* _SUPPLIED MATERIAL_
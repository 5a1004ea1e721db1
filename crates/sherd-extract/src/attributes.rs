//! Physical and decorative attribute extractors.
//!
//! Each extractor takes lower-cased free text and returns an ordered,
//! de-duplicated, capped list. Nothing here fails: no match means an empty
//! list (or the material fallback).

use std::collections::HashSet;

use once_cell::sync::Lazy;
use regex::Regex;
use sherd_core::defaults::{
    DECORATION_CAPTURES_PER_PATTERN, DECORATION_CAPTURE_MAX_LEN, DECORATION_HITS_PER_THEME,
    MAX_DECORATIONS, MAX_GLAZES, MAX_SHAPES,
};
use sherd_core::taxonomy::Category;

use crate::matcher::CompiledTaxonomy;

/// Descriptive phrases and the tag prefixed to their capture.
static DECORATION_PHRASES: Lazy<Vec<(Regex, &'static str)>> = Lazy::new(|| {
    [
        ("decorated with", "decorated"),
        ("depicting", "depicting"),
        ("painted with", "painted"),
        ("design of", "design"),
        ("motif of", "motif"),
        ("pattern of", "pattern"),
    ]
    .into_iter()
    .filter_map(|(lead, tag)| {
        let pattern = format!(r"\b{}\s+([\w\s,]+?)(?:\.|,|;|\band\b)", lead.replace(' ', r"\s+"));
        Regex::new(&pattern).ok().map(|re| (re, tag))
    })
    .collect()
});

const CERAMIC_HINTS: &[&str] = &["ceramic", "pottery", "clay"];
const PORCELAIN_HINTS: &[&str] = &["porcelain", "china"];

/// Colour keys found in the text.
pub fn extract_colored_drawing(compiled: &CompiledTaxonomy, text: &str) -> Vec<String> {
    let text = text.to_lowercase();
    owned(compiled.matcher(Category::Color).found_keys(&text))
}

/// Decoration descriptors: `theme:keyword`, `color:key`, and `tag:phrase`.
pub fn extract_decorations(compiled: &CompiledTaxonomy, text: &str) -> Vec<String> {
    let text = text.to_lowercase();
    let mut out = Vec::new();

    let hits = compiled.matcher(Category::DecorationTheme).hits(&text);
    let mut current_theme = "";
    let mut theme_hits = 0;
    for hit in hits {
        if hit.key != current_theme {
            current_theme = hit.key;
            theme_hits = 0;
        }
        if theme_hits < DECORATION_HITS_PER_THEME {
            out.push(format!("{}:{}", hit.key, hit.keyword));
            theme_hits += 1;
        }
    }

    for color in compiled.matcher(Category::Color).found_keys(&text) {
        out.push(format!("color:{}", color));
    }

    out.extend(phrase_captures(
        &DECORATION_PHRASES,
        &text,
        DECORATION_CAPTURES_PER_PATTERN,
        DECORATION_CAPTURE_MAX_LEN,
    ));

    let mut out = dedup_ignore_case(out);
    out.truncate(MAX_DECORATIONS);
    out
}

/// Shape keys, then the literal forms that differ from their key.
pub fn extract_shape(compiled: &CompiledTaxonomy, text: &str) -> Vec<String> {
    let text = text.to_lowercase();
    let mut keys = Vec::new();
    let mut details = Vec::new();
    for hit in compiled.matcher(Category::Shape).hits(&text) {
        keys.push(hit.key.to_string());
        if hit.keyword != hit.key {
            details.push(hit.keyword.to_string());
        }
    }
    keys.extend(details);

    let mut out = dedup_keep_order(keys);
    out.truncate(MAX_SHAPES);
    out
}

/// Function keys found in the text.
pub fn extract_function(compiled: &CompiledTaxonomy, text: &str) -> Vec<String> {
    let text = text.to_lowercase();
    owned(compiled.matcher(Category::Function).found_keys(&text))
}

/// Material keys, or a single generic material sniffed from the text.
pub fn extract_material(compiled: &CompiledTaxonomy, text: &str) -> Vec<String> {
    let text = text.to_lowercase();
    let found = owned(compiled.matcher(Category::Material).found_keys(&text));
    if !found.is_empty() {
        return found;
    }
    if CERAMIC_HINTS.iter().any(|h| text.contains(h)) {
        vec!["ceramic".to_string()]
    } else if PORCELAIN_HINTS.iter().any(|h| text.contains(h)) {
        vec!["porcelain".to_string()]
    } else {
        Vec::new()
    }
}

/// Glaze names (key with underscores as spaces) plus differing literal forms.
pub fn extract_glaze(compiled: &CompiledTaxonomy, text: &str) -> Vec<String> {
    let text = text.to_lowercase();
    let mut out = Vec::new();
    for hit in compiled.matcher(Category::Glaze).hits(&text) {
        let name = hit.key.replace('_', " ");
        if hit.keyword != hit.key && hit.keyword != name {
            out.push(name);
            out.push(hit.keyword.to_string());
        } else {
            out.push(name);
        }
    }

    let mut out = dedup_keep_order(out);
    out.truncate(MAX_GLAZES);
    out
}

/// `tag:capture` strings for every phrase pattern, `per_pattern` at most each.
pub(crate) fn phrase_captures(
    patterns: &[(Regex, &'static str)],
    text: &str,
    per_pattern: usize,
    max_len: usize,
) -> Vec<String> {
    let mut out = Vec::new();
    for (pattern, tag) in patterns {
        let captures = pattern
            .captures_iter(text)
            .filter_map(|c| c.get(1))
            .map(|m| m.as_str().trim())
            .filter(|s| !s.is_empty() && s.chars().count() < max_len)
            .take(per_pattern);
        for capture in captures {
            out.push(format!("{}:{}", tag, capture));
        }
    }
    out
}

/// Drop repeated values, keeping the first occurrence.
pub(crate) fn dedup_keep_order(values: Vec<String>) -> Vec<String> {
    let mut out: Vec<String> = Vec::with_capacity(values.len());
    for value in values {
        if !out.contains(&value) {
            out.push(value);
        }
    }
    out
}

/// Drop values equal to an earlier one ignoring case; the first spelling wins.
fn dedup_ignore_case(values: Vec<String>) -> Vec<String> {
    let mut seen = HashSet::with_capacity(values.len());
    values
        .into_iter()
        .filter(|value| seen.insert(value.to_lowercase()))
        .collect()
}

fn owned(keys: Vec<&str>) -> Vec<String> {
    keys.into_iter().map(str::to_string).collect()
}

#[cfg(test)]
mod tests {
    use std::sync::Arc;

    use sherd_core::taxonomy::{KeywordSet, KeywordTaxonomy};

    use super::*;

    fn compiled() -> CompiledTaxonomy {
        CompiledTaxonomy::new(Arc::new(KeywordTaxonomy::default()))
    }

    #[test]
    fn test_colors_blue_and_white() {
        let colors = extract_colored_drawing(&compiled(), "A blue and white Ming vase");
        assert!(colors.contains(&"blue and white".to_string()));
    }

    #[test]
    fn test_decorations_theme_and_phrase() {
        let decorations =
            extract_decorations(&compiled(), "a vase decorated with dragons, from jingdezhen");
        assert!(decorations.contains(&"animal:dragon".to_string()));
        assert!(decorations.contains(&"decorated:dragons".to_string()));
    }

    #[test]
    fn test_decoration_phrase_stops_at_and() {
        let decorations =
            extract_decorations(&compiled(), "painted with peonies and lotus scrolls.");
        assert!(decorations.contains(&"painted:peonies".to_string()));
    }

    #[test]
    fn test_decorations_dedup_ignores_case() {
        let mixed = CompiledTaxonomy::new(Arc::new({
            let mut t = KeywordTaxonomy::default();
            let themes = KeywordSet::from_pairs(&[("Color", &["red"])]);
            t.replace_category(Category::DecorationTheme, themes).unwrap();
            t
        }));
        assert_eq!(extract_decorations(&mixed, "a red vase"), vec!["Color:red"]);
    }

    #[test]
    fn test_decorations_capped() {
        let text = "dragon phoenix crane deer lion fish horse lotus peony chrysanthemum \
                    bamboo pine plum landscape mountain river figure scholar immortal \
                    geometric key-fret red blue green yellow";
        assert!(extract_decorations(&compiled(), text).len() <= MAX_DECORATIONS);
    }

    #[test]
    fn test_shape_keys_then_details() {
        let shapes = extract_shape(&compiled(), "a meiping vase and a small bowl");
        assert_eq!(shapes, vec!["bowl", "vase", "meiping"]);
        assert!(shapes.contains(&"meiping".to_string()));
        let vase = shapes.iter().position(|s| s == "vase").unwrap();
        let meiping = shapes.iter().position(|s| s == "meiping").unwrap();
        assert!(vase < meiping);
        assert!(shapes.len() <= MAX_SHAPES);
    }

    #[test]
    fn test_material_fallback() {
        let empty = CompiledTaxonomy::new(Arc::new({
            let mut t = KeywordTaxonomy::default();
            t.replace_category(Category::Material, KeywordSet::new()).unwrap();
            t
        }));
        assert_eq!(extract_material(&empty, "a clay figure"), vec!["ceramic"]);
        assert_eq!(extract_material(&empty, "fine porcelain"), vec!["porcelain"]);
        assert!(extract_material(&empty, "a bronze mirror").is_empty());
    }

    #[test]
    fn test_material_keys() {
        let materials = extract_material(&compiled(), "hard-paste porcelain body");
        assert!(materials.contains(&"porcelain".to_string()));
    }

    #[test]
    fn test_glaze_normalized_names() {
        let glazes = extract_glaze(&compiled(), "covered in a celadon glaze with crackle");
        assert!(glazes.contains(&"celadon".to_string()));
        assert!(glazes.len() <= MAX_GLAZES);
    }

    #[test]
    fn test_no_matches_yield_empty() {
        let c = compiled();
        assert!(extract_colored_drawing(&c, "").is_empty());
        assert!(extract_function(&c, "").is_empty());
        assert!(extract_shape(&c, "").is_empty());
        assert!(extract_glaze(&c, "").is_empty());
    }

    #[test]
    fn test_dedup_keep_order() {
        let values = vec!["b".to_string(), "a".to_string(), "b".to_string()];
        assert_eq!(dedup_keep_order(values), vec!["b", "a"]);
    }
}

* _ACTIVITY_
Go through the entries above and copy out every line that includes the word "lotus".

* _REPLY TO THE EXERCISE_
            extract_decorations(&compiled(), "painted with peonies and lotus scrolls.");
        let text = "dragon phoenix crane deer lion fish horse lotus peony chrysanthemum \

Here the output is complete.